Rita Albery, a public health adviser to the National Institute on Alcohol Abuse and Alcoholism, said a preoccupation with treating alcoholism in younger people has obscured the problem with the elderly.

"We've got to start paying attention to this population," she said.

Studies have found that between 2 percent and 10 percent of the 28 million Americans over 65 are alcoholics, or about 560,000 to 2.8 million people.

But the statistics are misleading because the problem is largely undetected, said Osgood.

"The elderly don't usually come in contact with work officials or even with family members because they live alone," she said.

Many older people also grew up believing alcoholism was a moral issue - instead of a chronic disease - and that overcoming it was a matter of willpower. This makes it hard for older people to admit a need for help.

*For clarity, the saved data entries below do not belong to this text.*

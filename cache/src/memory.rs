//! An in-process stand-in for the key-value store
//!
//! It understands the small set of commands [crate::Connection] sends, keeps everything in a
//! shared map and lets tests inspect the resulting state. Writes to selected keys can be
//! rejected to exercise failure paths.

use std::collections::BTreeMap;
use std::collections::BTreeSet;
use std::sync::Arc;
use std::sync::Mutex;
use std::sync::MutexGuard;
use std::sync::PoisonError;

use deadpool_redis::redis::Arg;
use deadpool_redis::redis::Cmd;
use deadpool_redis::redis::ErrorKind;
use deadpool_redis::redis::RedisError;
use deadpool_redis::redis::Value;

#[derive(Debug, Clone, PartialEq, Eq)]
pub enum Entry {
    Value(String),
    Hash(BTreeMap<String, String>),
}

#[derive(Debug, Default)]
struct State {
    entries: BTreeMap<String, Entry>,
    rejected_keys: BTreeSet<String>,
}

#[derive(Debug, Clone, Default)]
pub struct MemoryStore {
    state: Arc<Mutex<State>>,
}

fn wrong_type() -> RedisError {
    RedisError::from((
        ErrorKind::ResponseError,
        "WRONGTYPE Operation against a key holding the wrong kind of value",
    ))
}

fn wrong_arity(cmd_name: &str) -> RedisError {
    RedisError::from((
        ErrorKind::ResponseError,
        "wrong number of arguments",
        cmd_name.to_owned(),
    ))
}

fn bulk(value: &str) -> Value {
    Value::BulkString(value.as_bytes().to_vec())
}

/// Redis glob matching, restricted to `*` and `?`
fn glob_match(pattern: &[u8], candidate: &[u8]) -> bool {
    match (pattern.split_first(), candidate.split_first()) {
        (None, None) => true,
        (Some((b'*', rest)), _) => {
            glob_match(rest, candidate)
                || (!candidate.is_empty() && glob_match(pattern, &candidate[1..]))
        }
        (Some((b'?', rest)), Some((_, candidate_rest))) => glob_match(rest, candidate_rest),
        (Some((p, rest)), Some((c, candidate_rest))) if p == c => glob_match(rest, candidate_rest),
        _ => false,
    }
}

impl MemoryStore {
    pub fn new() -> Self {
        Self::default()
    }

    fn lock(&self) -> MutexGuard<'_, State> {
        self.state.lock().unwrap_or_else(PoisonError::into_inner)
    }

    pub fn snapshot(&self) -> BTreeMap<String, Entry> {
        self.lock().entries.clone()
    }

    pub fn keys(&self) -> Vec<String> {
        self.lock().entries.keys().cloned().collect()
    }

    pub fn contains(&self, key: &str) -> bool {
        self.lock().entries.contains_key(key)
    }

    pub fn hash(&self, key: &str) -> Option<BTreeMap<String, String>> {
        match self.lock().entries.get(key) {
            Some(Entry::Hash(fields)) => Some(fields.clone()),
            _ => None,
        }
    }

    pub fn value(&self, key: &str) -> Option<String> {
        match self.lock().entries.get(key) {
            Some(Entry::Value(value)) => Some(value.clone()),
            _ => None,
        }
    }

    pub fn insert_hash<K, V>(&self, key: &str, fields: impl IntoIterator<Item = (K, V)>)
    where
        K: Into<String>,
        V: Into<String>,
    {
        let fields = fields
            .into_iter()
            .map(|(field, value)| (field.into(), value.into()))
            .collect();
        self.lock()
            .entries
            .insert(key.to_owned(), Entry::Hash(fields));
    }

    /// Makes every following write on `key` fail
    pub fn reject_writes_to(&self, key: &str) {
        self.lock().rejected_keys.insert(key.to_owned());
    }

    pub(crate) fn execute(&self, cmd: &Cmd) -> Result<Value, RedisError> {
        let args = cmd
            .args_iter()
            .map(|arg| match arg {
                Arg::Simple(bytes) => Ok(String::from_utf8_lossy(bytes).into_owned()),
                Arg::Cursor => Err(RedisError::from((
                    ErrorKind::ClientError,
                    "cursor arguments are not supported by the in-memory store",
                ))),
            })
            .collect::<Result<Vec<_>, _>>()?;
        let (cmd_name, args) = args
            .split_first()
            .ok_or((ErrorKind::ClientError, "missing a command instruction"))?;
        let cmd_name = cmd_name.to_ascii_uppercase();
        let mut state = self.lock();
        let writes = matches!(cmd_name.as_str(), "SET" | "DEL" | "HSET" | "HMSET");
        if writes && args.iter().any(|key| state.rejected_keys.contains(key)) {
            return Err(RedisError::from((
                ErrorKind::ResponseError,
                "write rejected by the in-memory store",
                cmd_name.clone(),
            )));
        }

        match (cmd_name.as_str(), args) {
            ("PING", _) => Ok(Value::SimpleString("PONG".to_string())),
            ("GET", [key]) => match state.entries.get(key) {
                Some(Entry::Value(value)) => Ok(bulk(value)),
                Some(Entry::Hash(_)) => Err(wrong_type()),
                None => Ok(Value::Nil),
            },
            ("SET", [key, value]) => {
                state
                    .entries
                    .insert(key.clone(), Entry::Value(value.clone()));
                Ok(Value::Okay)
            }
            ("DEL", keys) if !keys.is_empty() => {
                let removed = keys
                    .iter()
                    .filter(|key| state.entries.remove(*key).is_some())
                    .count();
                Ok(Value::Int(removed as i64))
            }
            ("HSET" | "HMSET", [key, pairs @ ..]) if !pairs.is_empty() && pairs.len() % 2 == 0 => {
                let fields = match state
                    .entries
                    .entry(key.clone())
                    .or_insert_with(|| Entry::Hash(BTreeMap::new()))
                {
                    Entry::Hash(fields) => fields,
                    Entry::Value(_) => return Err(wrong_type()),
                };
                let mut added = 0;
                for pair in pairs.chunks(2) {
                    if fields.insert(pair[0].clone(), pair[1].clone()).is_none() {
                        added += 1;
                    }
                }
                if cmd_name == "HMSET" {
                    Ok(Value::Okay)
                } else {
                    Ok(Value::Int(added))
                }
            }
            ("HGET", [key, field]) => match state.entries.get(key) {
                Some(Entry::Hash(fields)) => Ok(fields.get(field).map_or(Value::Nil, |v| bulk(v))),
                Some(Entry::Value(_)) => Err(wrong_type()),
                None => Ok(Value::Nil),
            },
            ("HGETALL", [key]) => match state.entries.get(key) {
                Some(Entry::Hash(fields)) => Ok(Value::Array(
                    fields
                        .iter()
                        .flat_map(|(field, value)| [bulk(field), bulk(value)])
                        .collect(),
                )),
                Some(Entry::Value(_)) => Err(wrong_type()),
                None => Ok(Value::Array(vec![])),
            },
            ("SCAN", [_cursor, options @ ..]) => {
                let pattern = options
                    .chunks(2)
                    .find(|option| option[0].eq_ignore_ascii_case("MATCH"))
                    .and_then(|option| option.get(1))
                    .map_or("*", String::as_str);
                // the whole keyspace is returned at once: the cursor is always exhausted
                let keys = state
                    .entries
                    .keys()
                    .filter(|key| glob_match(pattern.as_bytes(), key.as_bytes()))
                    .map(|key| bulk(key))
                    .collect();
                Ok(Value::Array(vec![bulk("0"), Value::Array(keys)]))
            }
            (
                "GET" | "SET" | "DEL" | "HSET" | "HMSET" | "HGET" | "HGETALL" | "SCAN",
                _,
            ) => Err(wrong_arity(&cmd_name)),
            _ => Err(RedisError::from((
                ErrorKind::ClientError,
                "command not supported by the in-memory store",
                cmd_name.clone(),
            ))),
        }
    }
}

#[cfg(test)]
mod tests {
    use std::collections::BTreeMap;

    use pretty_assertions::assert_eq;

    use super::*;
    use crate::Client;

    fn fields(pairs: &[(&str, &str)]) -> Vec<(String, String)> {
        pairs
            .iter()
            .map(|(field, value)| (field.to_string(), value.to_string()))
            .collect()
    }

    #[test]
    fn glob_patterns() {
        assert!(glob_match(b"post:*", b"post:42"));
        assert!(glob_match(b"post:*", b"post:"));
        assert!(!glob_match(b"post:*", b"posts:42"));
        assert!(glob_match(b"block:?1", b"block:a1"));
        assert!(glob_match(b"*", b"anything"));
        assert!(!glob_match(b"tag:1", b"tag:12"));
    }

    #[tokio::test]
    async fn replace_hash_drops_previous_fields() {
        let store = MemoryStore::new();
        let mut conn = Client::new_memory(store.clone())
            .get_connection()
            .await
            .unwrap();

        conn.replace_hash("post:1", &fields(&[("a", "1"), ("b", "2")]))
            .await
            .unwrap();
        conn.replace_hash("post:1", &fields(&[("a", "3")]))
            .await
            .unwrap();

        assert_eq!(
            store.hash("post:1"),
            Some(BTreeMap::from([("a".to_owned(), "3".to_owned())]))
        );
        assert_eq!(conn.hash_field("post:1", "a").await.unwrap(), Some("3".into()));
        assert_eq!(conn.hash_field("post:1", "b").await.unwrap(), None);
    }

    #[tokio::test]
    async fn replace_hash_with_no_fields_removes_the_key() {
        let store = MemoryStore::new();
        store.insert_hash("tags:1", [("3", "{}")]);
        let mut conn = Client::new_memory(store.clone())
            .get_connection()
            .await
            .unwrap();

        conn.replace_hash("tags:1", &[]).await.unwrap();

        assert!(!store.contains("tags:1"));
    }

    #[tokio::test]
    async fn scan_keys_filters_by_pattern() {
        let store = MemoryStore::new();
        store.insert_hash("post:2", [("postId", "2")]);
        store.insert_hash("post:10", [("postId", "10")]);
        store.insert_hash("block:a1", [("blockName", "core/paragraph")]);
        let mut conn = Client::new_memory(store).get_connection().await.unwrap();

        let keys = conn.scan_keys("post:*").await.unwrap();

        assert_eq!(keys, vec!["post:10".to_owned(), "post:2".to_owned()]);
    }

    #[tokio::test]
    async fn rejected_writes_surface_as_errors() {
        let store = MemoryStore::new();
        store.reject_writes_to("custom_fields:1");
        let mut conn = Client::new_memory(store.clone())
            .get_connection()
            .await
            .unwrap();

        assert!(conn.replace_value("custom_fields:1", "[]").await.is_err());
        assert!(conn.replace_value("custom_fields:2", "[]").await.is_ok());
        assert_eq!(store.value("custom_fields:2"), Some("[]".to_owned()));
    }

    #[tokio::test]
    async fn json_set_stores_the_serialized_value() {
        let store = MemoryStore::new();
        let mut conn = Client::new_memory(store.clone())
            .get_connection()
            .await
            .unwrap();

        conn.json_set("custom_fields:3", &vec![serde_json::json!({"field": "color"})])
            .await
            .unwrap();

        assert_eq!(
            store.value("custom_fields:3"),
            Some(r#"[{"field":"color"}]"#.to_owned())
        );
    }
}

It's difficult for physicians to distinguish symptoms of alcoholism - such as memory loss and blackouts - from the natural aging process, Osgood said. Many physicians also are reluctant to recognize alcoholism in the elderly or to confront an older patient with the problem, she said.

Elderly alcoholics themselves make diagnosing the disease difficult because they hide their drinking.

"Alcoholics can hide it from anybody. It's a real hidden disease," said Osgood, who has written extensively on geriatric alcoholism, depression and suicide.

A more insidious barrier to detecting and treating alcoholism among the elderly is an attitude of "the bottle is the only thing they have left . . . why take it away from them," Osgood said. "They're really the ones we should be taking it away from."